As Blakely observed, the waterfall is beautiful. Though not without its flaws, it’s the faults, the original features, that are unlike any other fall in the world which makes it the breathtaking structure that it is.

A monument carved from the elements and time.

And now it might as well be a shrine. Some hallowed place of worship where her memory will haunt. Every time I return here, I’ll see her face, those jaded green eyes. I’ll remember her soft skin and what it felt like to sink deeply inside her

and lose all sense of the world.

Blakely speaks of torture—but there is no greater torture than to experience a blissful taste, only to have the pleasure snatched away. It’s better to yearn for a moment unfulfilled than to know exactly what you can never have.

Her memory will weaken over time, becoming tarnished and faded around the edges. As humans, we’re not intended to recall every detail of our past in perfect clarity. We require the ability to forget. It helps the mind accept and move on.

The morning sun crests above the treetops, shining a brilliant ray of clarity over Devil’s Peak, making the night before seem like a distant dream. Sleep deprivation might also be giving way to less lucid thoughts.

At least, that’s the theory I’ve developed as I palm the glass vial in my pocket. The tube has three compartments separated by a thin wall of glass. In each compartment: Potassium chlorate, glycerin, and water.

I remove my hand from my pocket, acutely aware of the vial as I drop the threadbare sack to the ground.

Acceptance is a form of defeat. Once you abandon the pursuit to obtain your greatness, you quickly begin to whither.

I can hear my cells decaying. Membranes dissolving. Molecules splitting and devouring the necrotic matter. The stronger cells leech off the weak as they deteriorate.

Self-destruct.

This is what she wrote in the journal—that I would destroy myself. An insightful prediction, seeing as I’m teetering on the verge of just that.

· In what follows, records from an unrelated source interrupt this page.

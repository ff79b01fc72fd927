//! Configuration types for the Kibana publisher.
//!
//! Responsibilities:
//! - Define connection settings (endpoint URL, TLS verification, timeout).
//! - Define authentication settings (API key).
//! - Provide serialization helpers for `Duration` and `SecretString`.
//!
//! Does NOT handle:
//! - Configuration loading from files/env (see `loader` module).
//! - Actual network connections (see client crate).
//!
//! Invariants:
//! - All duration fields are serialized as seconds (integers).
//! - The API key uses `secrecy::SecretString` and never appears in `Debug` output.

use crate::constants::DEFAULT_TIMEOUT_SECS;
use secrecy::SecretString;
use serde::{Deserialize, Serialize};
use std::time::Duration;

/// Module for serializing Duration as seconds (integer).
mod duration_seconds {
    use serde::{Deserialize, Deserializer, Serialize, Serializer};
    use std::time::Duration;

    pub fn serialize<S>(duration: &Duration, serializer: S) -> Result<S::Ok, S::Error>
    where
        S: Serializer,
    {
        duration.as_secs().serialize(serializer)
    }

    pub fn deserialize<'de, D>(deserializer: D) -> Result<Duration, D::Error>
    where
        D: Deserializer<'de>,
    {
        let secs = u64::deserialize(deserializer)?;
        Ok(Duration::from_secs(secs))
    }
}

/// Module for serializing SecretString as a plain string.
///
/// Serialization includes the secret for config file persistence; the
/// secrecy wrapper is for runtime safety (logging, Debug), not persistence.
mod secret_string {
    use secrecy::{ExposeSecret, SecretString};
    use serde::{Deserialize as DeserializeTrait, Serialize as SerializeTrait};
    use serde::{Deserializer, Serializer};

    pub fn serialize<S>(secret: &SecretString, serializer: S) -> Result<S::Ok, S::Error>
    where
        S: Serializer,
    {
        secret.expose_secret().serialize(serializer)
    }

    pub fn deserialize<'de, D>(deserializer: D) -> Result<SecretString, D::Error>
    where
        D: Deserializer<'de>,
    {
        let s = String::deserialize(deserializer)?;
        Ok(SecretString::new(s.into()))
    }
}

/// Connection configuration for the Kibana instance.
#[derive(Debug, Clone, Serialize, Deserialize)]
pub struct ConnectionConfig {
    /// Base URL of the Kibana instance (e.g., https://kibana.example.com)
    pub endpoint: String,
    /// Whether to skip TLS verification (for self-signed certificates)
    #[serde(default)]
    pub skip_verify: bool,
    /// Request timeout (serialized as seconds)
    #[serde(with = "duration_seconds", default = "default_timeout")]
    pub timeout: Duration,
}

fn default_timeout() -> Duration {
    Duration::from_secs(DEFAULT_TIMEOUT_SECS)
}

/// Authentication configuration.
#[derive(Debug, Clone, Serialize, Deserialize)]
pub struct AuthConfig {
    /// API key sent as `Authorization: ApiKey <key>`.
    #[serde(with = "secret_string")]
    pub api_key: SecretString,
}

/// Main configuration structure.
#[derive(Debug, Clone, Serialize, Deserialize)]
pub struct Config {
    /// Connection settings
    pub connection: ConnectionConfig,
    /// Authentication settings
    pub auth: AuthConfig,
}

impl Config {
    /// Create a new config with the specified endpoint and API key.
    pub fn with_api_key(endpoint: String, api_key: SecretString) -> Self {
        Self {
            connection: ConnectionConfig {
                endpoint,
                skip_verify: false,
                timeout: default_timeout(),
            },
            auth: AuthConfig { api_key },
        }
    }
}
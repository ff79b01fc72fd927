//! kibana-cli - publish the Istio gateway metrics dashboard to Kibana.
//!
//! Responsibilities:
//! - Parse command-line arguments and environment variables.
//! - Resolve configuration (CLI flags > env vars > config file).
//! - Execute the publish command via the shared client library.
//!
//! Does NOT handle:
//! - HTTP or document construction (see `crates/client`).
//! - Configuration parsing details (see `crates/config`).
//!
//! Invariants:
//! - `load_dotenv()` is called BEFORE CLI parsing to allow `.env` to provide clap defaults.
//! - Exit code is 0 on success and 1 on any failure.

mod args;
mod commands;
mod error;

use args::{Cli, Commands};
use clap::Parser;
use error::ExitCode;
use kibana_config::{Config, ConfigLoader};
use secrecy::SecretString;
use tracing_subscriber::{EnvFilter, fmt, prelude::*};

#[tokio::main]
async fn main() {
    // Load .env file BEFORE CLI parsing so clap env defaults can read .env values
    if let Err(e) = ConfigLoader::new().load_dotenv() {
        eprintln!("Failed to load environment: {}", e);
        std::process::exit(ExitCode::PublishFailed.as_i32());
    }

    let cli = Cli::parse();

    tracing_subscriber::registry()
        .with(EnvFilter::from_default_env())
        .with(fmt::layer())
        .init();

    let exit_code = match run(cli).await {
        Ok(()) => ExitCode::Success,
        Err(e) => {
            eprintln!("Error creating dashboard: {:#}", e);

            // Surface the raw response body for diagnostics when present.
            if let Some(body) = e
                .chain()
                .find_map(|cause| cause.downcast_ref::<kibana_client::ClientError>())
                .and_then(|client_err| client_err.response_body())
            {
                eprintln!("Response: {}", body);
            }

            ExitCode::PublishFailed
        }
    };

    std::process::exit(exit_code.as_i32());
}

async fn run(cli: Cli) -> anyhow::Result<()> {
    match &cli.command {
        // A dry run only renders the document; it needs no connection
        // details and must not fail on missing credentials.
        Commands::Publish { dry_run: true } => commands::publish::print_document()?,
        Commands::Publish { dry_run: false } => {
            let config = resolve_config(&cli)?;
            commands::publish::run(config).await?;
        }
    }

    Ok(())
}

/// Resolve configuration with precedence: CLI flags > environment
/// variables > config file > defaults.
fn resolve_config(cli: &Cli) -> anyhow::Result<Config> {
    let mut loader = ConfigLoader::new();

    // Custom config path from CLI (clap already merges KIBANA_CONFIG_PATH).
    // Blank/whitespace-only values are ignored.
    if let Some(ref path) = cli.config_path {
        let path_str = path.to_string_lossy();
        if !path_str.trim().is_empty() {
            loader = loader.with_config_path(path.clone());
        }
    }

    loader = loader.from_env()?;
    loader = loader.from_file()?;

    // CLI overrides (highest priority)
    if let Some(ref endpoint) = cli.endpoint {
        loader = loader.with_endpoint(endpoint.clone());
    }
    if let Some(ref api_key) = cli.api_key {
        loader = loader.with_api_key(SecretString::new(api_key.clone().into()));
    }
    if let Some(timeout_secs) = cli.timeout {
        loader = loader.with_timeout(std::time::Duration::from_secs(timeout_secs));
    }
    if cli.skip_verify {
        loader = loader.with_skip_verify(true);
    }

    Ok(loader.build()?)
}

It’s all their memories. The voices inside my head. Every failed subject that became a part of this place, a part of me. As long as I was chasing the obsession, there was no time to remember their faces. They were subjects—not names.

Creating a cure would save me from them, would justify their deaths. Without the cure, with only a failed experiment, their deaths are meaningless.

I dig my hands into the earth near the river. My fingers claw at the sediment, a rich soil that shouldn’t exist in this environment.

The ground is made rich by the nutrients buried here.

Chemistry is vital, especially when disposing of bodies.

With a resigned breath, I push my hands into the frigid river to cleanse the filth away. Then I begin to pry a large rock loose from the bank. I start with one, then a second. I select each stone with purpose. Size, weight, shape.

Fresh water rushes past boulders, shaving down rough edges as it has done consistently over the years, making the river stones worn, smooth. Welcoming, even.

This is the process. Take the hard and jagged thing and apply pressure and consistency until it conforms. Geology. Trial by trial. The scientific method. And if that fails, there is always elimination.

Eradicate the deviation.

I place the cleaned rocks in the sack and heave it over my shoulder.

As we are not primitive animals, we all have a psychological weakness. One consuming desire that renders us helpless.

She is mine.

The brightest flower, the intricate butterfly wing—she was designed for me, to lure me in, to make me weak. Trying to resist her snare was vain, and ineffective.

Do not touch.

Oh, I touched. I put my hand right into her flame. Then I begged her to burn me again.